Friday, August 31, 2012
The United States Supreme Court has granted certiorari in STANDARD FIRE INSURANCE COMPANY V. KNOWLES, following a ruling last term, in which the Court held that in a putative class action "the mere proposal of a class ... could not bind persons who were not parties." Smith v. Bayer Corp., 131 S. Ct. 2368, 2382 (2011). In light of that holding, the question presented in STANDARD FIRE INSURANCE COMPANY V. KNOWLES is: When a named plaintiff attempts to defeat a defendant's right of removal under the Class Action Fairness Act of 2005 by filing with a class action complaint a "stipulation" that attempts to limit the damages he "seeks" for the absent putative class members to less than the $5 million threshold for federal jurisdiction, and the defendant establishes that the actual amount in controversy, absent the "stipulation," exceeds $5 million, is the "stipulation" binding on absent class members so as to destroy federal jurisdiction?
Thursday, August 23, 2012
In HECHT v. UNITED COLLECTION BUREAU, INC. the Second Circuit held that a single notice published in a single publication satisfies neither due process nor Rule 23(b)(3). Plaintiff appealed a judgment of the United States District Court for the District of Connecticut dismissing her claim as precluded by a settlement and judgement in a prior class action that provided publication of the settlement notice in a single issue of USA Today. Plaintiff did not dispute that the doctrine of res judicata would normally bar her claim, but argued that binding her to the earlier settlement order would violate due process because the notice of class certification and settlement provided to absent class members was constitutionally inadequate.
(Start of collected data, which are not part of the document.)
#![allow(clippy::unwrap_used)]

use typed_cbor::{extract_field, from_slice, to_vec, Config, Decode, Encode, ErrorCode};

fn cfg() -> Config {
    Config::new()
}

#[derive(Debug, PartialEq, Encode, Decode)]
struct Person {
    name: String,
    age: u32,
    active: bool,
}

const PERSON_BYTES: &[u8] = &[
    0xa3, // map(3)
    0x64, 0x6e, 0x61, 0x6d, 0x65, // "name"
    0x65, 0x41, 0x6c, 0x69, 0x63, 0x65, // "Alice"
    0x63, 0x61, 0x67, 0x65, // "age"
    0x18, 0x1e, // 30
    0x66, 0x61, 0x63, 0x74, 0x69, 0x76, 0x65, // "active"
    0xf5, // true
];

#[test]
fn record_encodes_fields_in_declared_order() {
    let p = Person {
        name: "Alice".to_owned(),
        age: 30,
        active: true,
    };
    assert_eq!(to_vec(&p, &cfg()).unwrap(), PERSON_BYTES);
}

#[test]
fn record_roundtrip() {
    let p = Person {
        name: "Alice".to_owned(),
        age: 30,
        active: true,
    };
    let bytes = to_vec(&p, &cfg()).unwrap();
    let back: Person = from_slice(&bytes, &cfg()).unwrap();
    assert_eq!(back, p);
}

#[test]
fn record_field_order_is_irrelevant_on_decode() {
    // active first, then age, then name.
    let bytes = [
        0xa3, 0x66, 0x61, 0x63, 0x74, 0x69, 0x76, 0x65, 0xf4, 0x63, 0x61, 0x67, 0x65, 0x01, 0x64,
        0x6e, 0x61, 0x6d, 0x65, 0x61, 0x78,
    ];
    let p: Person = from_slice(&bytes, &cfg()).unwrap();
    assert_eq!(
        p,
        Person {
            name: "x".to_owned(),
            age: 1,
            active: false,
        }
    );
}

#[test]
fn record_unknown_fields_are_skipped() {
    // {"extra": [1, 2], "name": "x", "age": 1, "active": true}
    let bytes = [
        0xa4, 0x65, 0x65, 0x78, 0x74, 0x72, 0x61, 0x82, 0x01, 0x02, 0x64, 0x6e, 0x61, 0x6d, 0x65,
        0x61, 0x78, 0x63, 0x61, 0x67, 0x65, 0x01, 0x66, 0x61, 0x63, 0x74, 0x69, 0x76, 0x65, 0xf5,
    ];
    let p: Person = from_slice(&bytes, &cfg()).unwrap();
    assert_eq!(p.name, "x");
}

#[test]
fn record_missing_required_field_errors() {
    // {"name": "x"}
    let bytes = [0xa1, 0x64, 0x6e, 0x61, 0x6d, 0x65, 0x61, 0x78];
    let err = from_slice::<Person>(&bytes, &cfg()).unwrap_err();
    assert_eq!(err.code, ErrorCode::MissingRequiredField);
}

#[test]
fn record_duplicate_key_last_wins() {
    // {"age": 1, "age": 2, "name": "x", "active": true}
    let bytes = [
        0xa4, 0x63, 0x61, 0x67, 0x65, 0x01, 0x63, 0x61, 0x67, 0x65, 0x02, 0x64, 0x6e, 0x61, 0x6d,
        0x65, 0x61, 0x78, 0x66, 0x61, 0x63, 0x74, 0x69, 0x76, 0x65, 0xf5,
    ];
    let p: Person = from_slice(&bytes, &cfg()).unwrap();
    assert_eq!(p.age, 2);

    let mut strict = Config::new();
    strict.allow_duplicate_keys = false;
    let err = from_slice::<Person>(&bytes, &strict).unwrap_err();
    assert_eq!(err.code, ErrorCode::MalformedInput);
}

#[test]
fn record_decodes_from_indefinite_map() {
    let mut bytes = vec![0xbf];
    bytes.extend_from_slice(&PERSON_BYTES[1..]);
    bytes.push(0xff);
    let p: Person = from_slice(&bytes, &cfg()).unwrap();
    assert_eq!(p.age, 30);
}

#[derive(Debug, PartialEq, Encode, Decode)]
struct Sparse {
    id: u64,
    label: Option<String>,
    #[cbor(rename = "n")]
    count: u32,
    #[cbor(default)]
    retries: u8,
    #[cbor(skip)]
    cached: bool,
}

#[test]
fn optional_fields_default_to_absent() {
    // {"id": 9, "n": 4}
    let bytes = [0xa2, 0x62, 0x69, 0x64, 0x09, 0x61, 0x6e, 0x04];
    let s: Sparse = from_slice(&bytes, &cfg()).unwrap();
    assert_eq!(
        s,
        Sparse {
            id: 9,
            label: None,
            count: 4,
            retries: 0,
            cached: false,
        }
    );
}

#[test]
fn renamed_and_skipped_fields_encode() {
    let s = Sparse {
        id: 1,
        label: Some("a".to_owned()),
        count: 2,
        retries: 3,
        cached: true,
    };
    // {"id": 1, "label": "a", "n": 2, "retries": 3} — `cached` never hits the wire.
    let bytes = to_vec(&s, &cfg()).unwrap();
    assert_eq!(
        bytes,
        [
            0xa4, 0x62, 0x69, 0x64, 0x01, 0x65, 0x6c, 0x61, 0x62, 0x65, 0x6c, 0x61, 0x61, 0x61,
            0x6e, 0x02, 0x67, 0x72, 0x65, 0x74, 0x72, 0x69, 0x65, 0x73, 0x03,
        ]
    );
    let back: Sparse = from_slice(&bytes, &cfg()).unwrap();
    assert_eq!(back.cached, false);
    assert_eq!(back.label.as_deref(), Some("a"));
}

#[test]
fn nested_records() {
    #[derive(Debug, PartialEq, Encode, Decode)]
    struct Inner {
        x: i32,
    }

    #[derive(Debug, PartialEq, Encode, Decode)]
    struct Outer {
        inner: Inner,
        items: Vec<Inner>,
    }

    let v = Outer {
        inner: Inner { x: -1 },
        items: vec![Inner { x: 1 }, Inner { x: 2 }],
    };
    let bytes = to_vec(&v, &cfg()).unwrap();
    let back: Outer = from_slice(&bytes, &cfg()).unwrap();
    assert_eq!(back, v);
}

#[test]
fn extract_field_returns_one_value() {
    let age: Option<u32> = extract_field(PERSON_BYTES, "age", &cfg()).unwrap();
    assert_eq!(age, Some(30));

    let name: Option<&str> = extract_field(PERSON_BYTES, "name", &cfg()).unwrap();
    assert_eq!(name, Some("Alice"));

    let missing: Option<u32> = extract_field(PERSON_BYTES, "height", &cfg()).unwrap();
    assert_eq!(missing, None);
}

#[test]
fn extract_field_is_repeatable() {
    for _ in 0..3 {
        let age: Option<u32> = extract_field(PERSON_BYTES, "age", &cfg()).unwrap();
        assert_eq!(age, Some(30));
    }
}

#[test]
fn extract_field_duplicate_key_first_match() {
    // {"age": 1, "age": 2, "name": "x", "active": true} — record decode lets
    // the later entry win, but extraction stops at the first matching key.
    let bytes = [
        0xa4, 0x63, 0x61, 0x67, 0x65, 0x01, 0x63, 0x61, 0x67, 0x65, 0x02, 0x64, 0x6e, 0x61, 0x6d,
        0x65, 0x61, 0x78, 0x66, 0x61, 0x63, 0x74, 0x69, 0x76, 0x65, 0xf5,
    ];
    let age: Option<u32> = extract_field(&bytes, "age", &cfg()).unwrap();
    assert_eq!(age, Some(1));
}

#[test]
fn extract_field_from_indefinite_map() {
    let mut bytes = vec![0xbf];
    bytes.extend_from_slice(&PERSON_BYTES[1..]);
    bytes.push(0xff);
    let age: Option<u32> = extract_field(&bytes, "age", &cfg()).unwrap();
    assert_eq!(age, Some(30));
}

#[test]
fn extract_field_type_mismatch_surfaces() {
    let err = extract_field::<u32>(PERSON_BYTES, "name", &cfg()).unwrap_err();
    assert_eq!(err.code, ErrorCode::TypeMismatch);
}

#[test]
fn extract_field_on_non_map_errors() {
    let err = extract_field::<u32>(&[0x82, 0x01, 0x02], "k", &cfg()).unwrap_err();
    assert_eq!(err.code, ErrorCode::TypeMismatch);
}
//! Initial-byte/argument protocol.
//!
//! One head is an initial byte packing a 3-bit major type and a 5-bit
//! additional info, followed by 0/1/2/4/8 big-endian argument bytes. The
//! encoder always selects the smallest class that fits the argument; the
//! decoder accepts any class and rejects the reserved additional-info range.

use crate::sink::Sink;
use crate::source::Source;
use crate::{Error, ErrorCode};

/// Major type constants (the high 3 bits of an initial byte).
pub(crate) mod major {
    pub const UNSIGNED: u8 = 0;
    pub const NEGATIVE: u8 = 1;
    pub const BYTES: u8 = 2;
    pub const TEXT: u8 = 3;
    pub const ARRAY: u8 = 4;
    pub const MAP: u8 = 5;
    pub const TAG: u8 = 6;
    pub const SIMPLE: u8 = 7;
}

/// Additional-info constants for major type 7.
pub(crate) mod simple {
    pub const FALSE: u8 = 20;
    pub const TRUE: u8 = 21;
    pub const F16: u8 = 25;
    pub const F32: u8 = 26;
    pub const F64: u8 = 27;
}

/// The indefinite-length / break additional info.
pub(crate) const AI_INDEFINITE: u8 = 31;

/// The break marker terminating an indefinite-length item.
pub(crate) const BREAK: u8 = 0xff;

/// The encoded null item (major 7, additional info 22).
pub(crate) const NULL_BYTE: u8 = 0xf6;

/// A decoded head argument.
#[derive(Debug, Clone, Copy, PartialEq, Eq)]
pub(crate) enum Arg {
    /// Definite argument value (a numeric value, length, or count).
    Definite(u64),
    /// Indefinite-length marker; valid for major types 2..=5 only.
    Indefinite,
}

/// A decoded head: major type, raw additional info, and argument.
///
/// The raw additional info is retained because major type 7 interprets it as
/// a value selector (booleans, null, float widths) rather than a length class.
#[derive(Debug, Clone, Copy)]
pub(crate) struct Head {
    pub major: u8,
    pub ai: u8,
    pub arg: Arg,
}

/// Write a head with the smallest argument class that fits `value`.
pub(crate) fn write_head<S: Sink>(sink: &mut S, major: u8, value: u64) -> Result<(), Error> {
    debug_assert!(major <= 7);
    if value < 24 {
        return sink.write_byte((major << 5) | value as u8);
    }
    if value <= 0xff {
        return sink.write_span(&[(major << 5) | 24, value as u8]);
    }
    if value <= 0xffff {
        sink.write_byte((major << 5) | 25)?;
        return sink.write_span(&(value as u16).to_be_bytes());
    }
    if value <= 0xffff_ffff {
        sink.write_byte((major << 5) | 26)?;
        return sink.write_span(&(value as u32).to_be_bytes());
    }
    sink.write_byte((major << 5) | 27)?;
    sink.write_span(&value.to_be_bytes())
}

/// Write an indefinite-length head for `major`.
pub(crate) fn write_indefinite<S: Sink>(sink: &mut S, major: u8) -> Result<(), Error> {
    debug_assert!(matches!(major, 2..=5));
    sink.write_byte((major << 5) | AI_INDEFINITE)
}

/// Write the break marker.
pub(crate) fn write_break<S: Sink>(sink: &mut S) -> Result<(), Error> {
    sink.write_byte(BREAK)
}

/// Read one head: the initial byte plus its argument bytes.
///
/// A break marker (major 7, additional info 31) is rejected here with
/// [`ErrorCode::InvalidBreakCode`]; callers expecting a break must peek for
/// it before reading a head.
pub(crate) fn read_head<'de, S: Source<'de>>(src: &mut S) -> Result<Head, Error> {
    let off = src.position();
    let ib = src.read_byte()?;
    let major = ib >> 5;
    let ai = ib & 0x1f;

    let arg = match ai {
        0..=23 => Arg::Definite(u64::from(ai)),
        24 => Arg::Definite(u64::from(src.read_byte()?)),
        25 => Arg::Definite(u64::from(src.read_be_u16()?)),
        26 => Arg::Definite(u64::from(src.read_be_u32()?)),
        27 => Arg::Definite(src.read_be_u64()?),
        28..=30 => return Err(Error::new(ErrorCode::InvalidAdditionalInfo, off)),
        _ => match major {
            major::BYTES | major::TEXT | major::ARRAY | major::MAP => Arg::Indefinite,
            major::SIMPLE => return Err(Error::new(ErrorCode::InvalidBreakCode, off)),
            _ => return Err(Error::new(ErrorCode::InvalidAdditionalInfo, off)),
        },
    };

    Ok(Head { major, ai, arg })
}
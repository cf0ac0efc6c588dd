//! Structural traversal.
//!
//! The walker consumes encoded items without interpreting their payloads:
//! [`Decoder::skip_value`] discards exactly one item, and [`extract_field`]
//! locates a single named field inside an encoded map without materializing
//! the other values. Tags (major type 6) are accepted here and only here;
//! the typed codec neither emits nor decodes them.

use crate::decode::{Decode, Decoder};
use crate::head::{major, read_head, Arg};
use crate::source::{SliceSource, Source};
use crate::utf8;
use crate::{Config, Error, ErrorCode};

impl<'de, S: Source<'de>> Decoder<'de, S> {
    /// Consume exactly one encoded item, discarding it.
    ///
    /// Skipping does not interpret payloads: string bytes are discarded
    /// unvalidated and nested containers are traversed structurally. Depth
    /// and collection limits still apply.
    ///
    /// # Errors
    ///
    /// Returns an error on malformed structure, truncated input, a length
    /// over the configured limits, or depth exhaustion.
    pub fn skip_value(&mut self) -> Result<(), Error> {
        skip_item(self)
    }
}

fn skip_item<'de, S: Source<'de>>(d: &mut Decoder<'de, S>) -> Result<(), Error> {
    let off = d.source.position();
    let h = read_head(&mut d.source)?;

    match h.major {
        // Argument bytes were consumed with the head.
        major::UNSIGNED | major::NEGATIVE => Ok(()),

        major::BYTES | major::TEXT => match h.arg {
            Arg::Definite(n) => {
                let len = check_len(n, d.config.max_string_length, off)?;
                d.source.skip_exact(len)
            }
            Arg::Indefinite => {
                require_indefinite(&d.config, off)?;
                d.enter(off)?;
                skip_chunks(d, h.major)?;
                d.exit();
                Ok(())
            }
        },

        major::ARRAY => match h.arg {
            Arg::Definite(n) => {
                let len = check_len(n, d.config.max_collection_size, off)?;
                d.enter(off)?;
                for _ in 0..len {
                    skip_item(d)?;
                }
                d.exit();
                Ok(())
            }
            Arg::Indefinite => {
                require_indefinite(&d.config, off)?;
                d.enter(off)?;
                while !d.at_break()? {
                    skip_item(d)?;
                }
                let _ = d.source.read_byte()?;
                d.exit();
                Ok(())
            }
        },

        major::MAP => match h.arg {
            Arg::Definite(n) => {
                let len = check_len(n, d.config.max_collection_size, off)?;
                d.enter(off)?;
                for _ in 0..len {
                    skip_item(d)?;
                    skip_item(d)?;
                }
                d.exit();
                Ok(())
            }
            Arg::Indefinite => {
                require_indefinite(&d.config, off)?;
                d.enter(off)?;
                while !d.at_break()? {
                    skip_item(d)?;
                    skip_item(d)?;
                }
                let _ = d.source.read_byte()?;
                d.exit();
                Ok(())
            }
        },

        // Tags are skip-only: discard the tag number and skip the follower.
        major::TAG => {
            d.enter(off)?;
            skip_item(d)?;
            d.exit();
            Ok(())
        }

        _ => match h.ai {
            20..=23 => Ok(()),
            // Floats and the one-byte simple form consumed their payload
            // with the head.
            24..=27 => Ok(()),
            _ => Err(Error::new(ErrorCode::InvalidAdditionalInfo, off)),
        },
    }
}

fn skip_chunks<'de, S: Source<'de>>(d: &mut Decoder<'de, S>, chunk_major: u8) -> Result<(), Error> {
    loop {
        if d.at_break()? {
            let _ = d.source.read_byte()?;
            return Ok(());
        }
        let c_off = d.source.position();
        let h = read_head(&mut d.source)?;
        if h.major != chunk_major {
            return Err(Error::new(ErrorCode::MalformedInput, c_off));
        }
        let Arg::Definite(n) = h.arg else {
            return Err(Error::new(ErrorCode::MalformedInput, c_off));
        };
        let len = check_len(n, d.config.max_string_length, c_off)?;
        d.source.skip_exact(len)?;
    }
}

fn check_len(arg: u64, max: usize, off: usize) -> Result<usize, Error> {
    let len = usize::try_from(arg).map_err(|_| Error::new(ErrorCode::InvalidLength, off))?;
    if len > max {
        return Err(Error::new(ErrorCode::InvalidLength, off));
    }
    Ok(len)
}

const fn require_indefinite(config: &Config, off: usize) -> Result<(), Error> {
    if !config.enable_indefinite_length {
        return Err(Error::new(ErrorCode::InvalidIndefiniteLength, off));
    }
    Ok(())
}

/// Extract one named field from an encoded map without materializing the
/// other values.
///
/// Traverses the map entries in order, skipping non-matching values, and
/// decodes the first value whose key equals `key`. Returns `None` if no entry
/// matches. The input is traversed through a private cursor, so the caller's
/// buffer can be queried repeatedly.
///
/// # Errors
///
/// Returns an error if the item is not a map, a key is not text, or decoding
/// the matching value fails.
pub fn extract_field<'de, T: Decode<'de>>(
    bytes: &'de [u8],
    key: &str,
    config: &Config,
) -> Result<Option<T>, Error> {
    let mut d = Decoder::new(SliceSource::new(bytes), *config);
    let frame = d.begin_map()?;
    match frame {
        Some(n) => {
            for _ in 0..n {
                if let Some(v) = extract_entry(&mut d, key)? {
                    return Ok(Some(v));
                }
            }
        }
        None => {
            while !d.at_break()? {
                if let Some(v) = extract_entry(&mut d, key)? {
                    return Ok(Some(v));
                }
            }
        }
    }
    Ok(None)
}

fn extract_entry<'de, T: Decode<'de>>(
    d: &mut Decoder<'de, SliceSource<'de>>,
    key: &str,
) -> Result<Option<T>, Error> {
    let k = read_key_borrowed(d)?;
    if k == key {
        T::decode(d).map(Some)
    } else {
        d.skip_value()?;
        Ok(None)
    }
}

// Keys can borrow the input here because extraction runs on the buffer
// substrate only; comparison completes before any further read.
fn read_key_borrowed<'de>(d: &mut Decoder<'de, SliceSource<'de>>) -> Result<&'de str, Error> {
    let off = d.source.position();
    let h = read_head(&mut d.source)?;
    if h.major != major::TEXT {
        return Err(Error::new(ErrorCode::TypeMismatch, off));
    }
    let Arg::Definite(n) = h.arg else {
        return Err(Error::new(ErrorCode::InvalidIndefiniteLength, off));
    };
    let len = check_len(n, d.config.max_string_length, off)?;
    let accelerate = d.config.use_simd;
    let sp = d.source.read_span(len)?;
    let bytes = match sp {
        crate::source::Span::Borrowed(b) => b,
        crate::source::Span::Transient(_) => {
            return Err(Error::new(ErrorCode::UnsupportedValue, off))
        }
    };
    utf8::validate(bytes, accelerate).map_err(|()| Error::new(ErrorCode::InvalidUtf8, off))
}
The Second Circuit agreed.
Monday, August 13, 2012
In IN RE: AMERICAN INTERNATIONAL GROUP, INC. SECURITIES LITIGATION, a Second Circuit securities class action alleging that defendants violated Rule 10b-5(a) and (c) by entering into a sham $500 million reinsurance transaction designed to mislead the market and artificially increase AIG's share price, the district court's denial of plaintiffs' motion to certify a settlement class was vacated and remanded, as under Amchem Products, Inc. v. Windsor, 521 U.S. 591, 620 (1997), a securities fraud class's failure to satisfy the fraud-on-the-market presumption primarily threatens class certification by creating "intractable management problems" at trial. Here, because settlement eliminates the need for a trial, a settlement class need not demonstrate that the fraud-on-the-market presumption applies to its claims in order to satisfy the predominance requirement.
Thursday, June 28, 2012
In LARRY D. FREDERICK v. HARTFORD UNDERWRITERS INSURANCE COMPANY the Tenth Circuit held that a defendant seeking to remove under the Class Action Fairness Act must show that the amount in controversy exceeds $5,000,000 by a preponderance of the evidence. A defendant is entitled to present his own estimate of the amount at stake and must show by a preponderance of the evidence that the amount in controversy exceeds the amount in 28 U.S.C. § 1332(d)(2) — currently $5,000,000. The court emphasized that this preponderance standard applies to punitive damages as well, and that such damages cannot be assumed when calculating the amount in controversy. By adopting the preponderance standard, the Tenth Circuit ensures that defendants seeking removal face the same burden regardless of whether they are invoking simple diversity jurisdiction or CAFA jurisdiction. The Tenth Circuit joins the First, Second, Fourth, Sixth, Seventh, Eighth, and Eleventh Circuits with its holding. The Third and Ninth Circuits apply the "legal certainty" standard.